* **Work order**: Across the material below, count the lines that include the word "instead" and give only that count.

* **The records**:
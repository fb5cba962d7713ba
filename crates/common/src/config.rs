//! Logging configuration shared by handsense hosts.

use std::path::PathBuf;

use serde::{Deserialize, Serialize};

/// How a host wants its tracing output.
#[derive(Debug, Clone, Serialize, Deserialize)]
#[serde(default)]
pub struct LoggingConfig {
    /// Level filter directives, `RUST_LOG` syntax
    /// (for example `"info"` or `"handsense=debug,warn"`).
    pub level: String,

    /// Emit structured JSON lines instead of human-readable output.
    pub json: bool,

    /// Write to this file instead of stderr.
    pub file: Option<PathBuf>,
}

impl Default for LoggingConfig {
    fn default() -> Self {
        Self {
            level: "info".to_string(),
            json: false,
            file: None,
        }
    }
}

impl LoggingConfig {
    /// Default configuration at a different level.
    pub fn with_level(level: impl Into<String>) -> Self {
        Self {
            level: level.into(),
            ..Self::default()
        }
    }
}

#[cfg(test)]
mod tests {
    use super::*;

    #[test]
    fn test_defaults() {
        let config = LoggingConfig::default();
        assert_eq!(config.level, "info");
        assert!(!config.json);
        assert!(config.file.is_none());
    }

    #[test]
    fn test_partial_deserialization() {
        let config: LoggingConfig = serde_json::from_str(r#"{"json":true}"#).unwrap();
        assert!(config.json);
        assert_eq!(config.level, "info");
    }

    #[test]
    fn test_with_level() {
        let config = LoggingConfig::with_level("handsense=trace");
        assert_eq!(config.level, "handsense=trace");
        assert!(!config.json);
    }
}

...

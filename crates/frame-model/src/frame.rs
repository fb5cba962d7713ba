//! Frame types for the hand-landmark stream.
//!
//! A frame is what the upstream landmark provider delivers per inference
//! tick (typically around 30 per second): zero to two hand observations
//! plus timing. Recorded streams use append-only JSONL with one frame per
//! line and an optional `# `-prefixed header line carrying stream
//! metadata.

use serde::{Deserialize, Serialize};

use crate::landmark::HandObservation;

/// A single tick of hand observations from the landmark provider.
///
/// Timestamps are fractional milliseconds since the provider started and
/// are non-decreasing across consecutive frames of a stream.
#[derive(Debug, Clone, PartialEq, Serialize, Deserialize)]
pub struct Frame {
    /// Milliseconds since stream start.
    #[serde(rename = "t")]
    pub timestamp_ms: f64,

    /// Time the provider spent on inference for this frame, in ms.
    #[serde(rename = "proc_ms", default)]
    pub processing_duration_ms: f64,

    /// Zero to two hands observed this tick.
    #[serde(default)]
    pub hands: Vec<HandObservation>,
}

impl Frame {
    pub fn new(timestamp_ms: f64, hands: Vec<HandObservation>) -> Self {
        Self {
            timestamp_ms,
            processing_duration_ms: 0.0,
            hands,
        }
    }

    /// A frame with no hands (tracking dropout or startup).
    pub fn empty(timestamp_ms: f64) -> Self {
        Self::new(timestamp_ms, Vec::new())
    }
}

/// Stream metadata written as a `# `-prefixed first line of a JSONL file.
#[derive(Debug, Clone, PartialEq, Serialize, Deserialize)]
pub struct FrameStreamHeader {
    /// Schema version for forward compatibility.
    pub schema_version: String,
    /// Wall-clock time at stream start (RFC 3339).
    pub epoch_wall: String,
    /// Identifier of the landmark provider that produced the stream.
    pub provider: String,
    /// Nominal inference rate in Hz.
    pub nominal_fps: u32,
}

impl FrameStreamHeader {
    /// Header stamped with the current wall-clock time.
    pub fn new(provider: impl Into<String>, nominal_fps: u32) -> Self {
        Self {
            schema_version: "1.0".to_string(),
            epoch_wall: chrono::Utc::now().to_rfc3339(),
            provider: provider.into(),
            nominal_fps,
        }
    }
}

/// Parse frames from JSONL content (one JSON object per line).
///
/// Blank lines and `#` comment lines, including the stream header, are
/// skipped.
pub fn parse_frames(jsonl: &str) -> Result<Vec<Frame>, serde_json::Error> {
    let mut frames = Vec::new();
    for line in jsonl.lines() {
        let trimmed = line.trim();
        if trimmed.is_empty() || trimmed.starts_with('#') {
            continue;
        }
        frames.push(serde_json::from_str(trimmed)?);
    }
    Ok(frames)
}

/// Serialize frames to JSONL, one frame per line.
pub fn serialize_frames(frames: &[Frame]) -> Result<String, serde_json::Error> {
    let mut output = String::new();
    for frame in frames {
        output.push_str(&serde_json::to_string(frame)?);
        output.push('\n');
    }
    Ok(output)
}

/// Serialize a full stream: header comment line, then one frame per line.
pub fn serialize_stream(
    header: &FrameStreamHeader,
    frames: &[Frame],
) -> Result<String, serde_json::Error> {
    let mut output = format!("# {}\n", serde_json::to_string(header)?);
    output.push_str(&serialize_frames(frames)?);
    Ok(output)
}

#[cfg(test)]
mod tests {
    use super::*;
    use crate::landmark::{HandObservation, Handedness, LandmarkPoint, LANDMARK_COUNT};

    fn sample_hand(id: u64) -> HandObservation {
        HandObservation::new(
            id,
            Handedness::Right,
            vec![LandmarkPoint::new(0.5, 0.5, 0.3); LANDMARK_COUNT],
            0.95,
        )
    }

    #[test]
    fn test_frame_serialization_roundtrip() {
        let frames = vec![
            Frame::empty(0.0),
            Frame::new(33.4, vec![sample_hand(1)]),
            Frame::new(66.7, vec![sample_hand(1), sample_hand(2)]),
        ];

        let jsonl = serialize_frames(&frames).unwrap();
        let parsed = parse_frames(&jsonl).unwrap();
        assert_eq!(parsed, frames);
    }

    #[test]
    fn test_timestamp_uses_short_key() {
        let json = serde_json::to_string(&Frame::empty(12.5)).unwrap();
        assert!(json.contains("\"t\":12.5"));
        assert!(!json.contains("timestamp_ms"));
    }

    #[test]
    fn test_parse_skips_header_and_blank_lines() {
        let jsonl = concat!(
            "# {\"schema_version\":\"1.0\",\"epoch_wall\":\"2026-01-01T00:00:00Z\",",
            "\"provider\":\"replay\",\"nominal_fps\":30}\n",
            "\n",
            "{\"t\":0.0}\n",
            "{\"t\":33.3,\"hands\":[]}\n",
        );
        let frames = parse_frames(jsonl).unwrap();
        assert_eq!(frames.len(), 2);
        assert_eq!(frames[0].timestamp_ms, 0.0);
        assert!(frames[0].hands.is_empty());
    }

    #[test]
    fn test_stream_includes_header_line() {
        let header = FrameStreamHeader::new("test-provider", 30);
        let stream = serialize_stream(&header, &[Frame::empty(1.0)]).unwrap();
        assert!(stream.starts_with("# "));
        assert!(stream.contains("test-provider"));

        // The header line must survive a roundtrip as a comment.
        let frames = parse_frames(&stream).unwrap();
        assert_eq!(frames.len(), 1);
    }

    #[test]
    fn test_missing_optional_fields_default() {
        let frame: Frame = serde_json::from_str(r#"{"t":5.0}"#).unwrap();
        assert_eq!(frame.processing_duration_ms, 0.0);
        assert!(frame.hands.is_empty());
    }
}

* **Written answer**: 2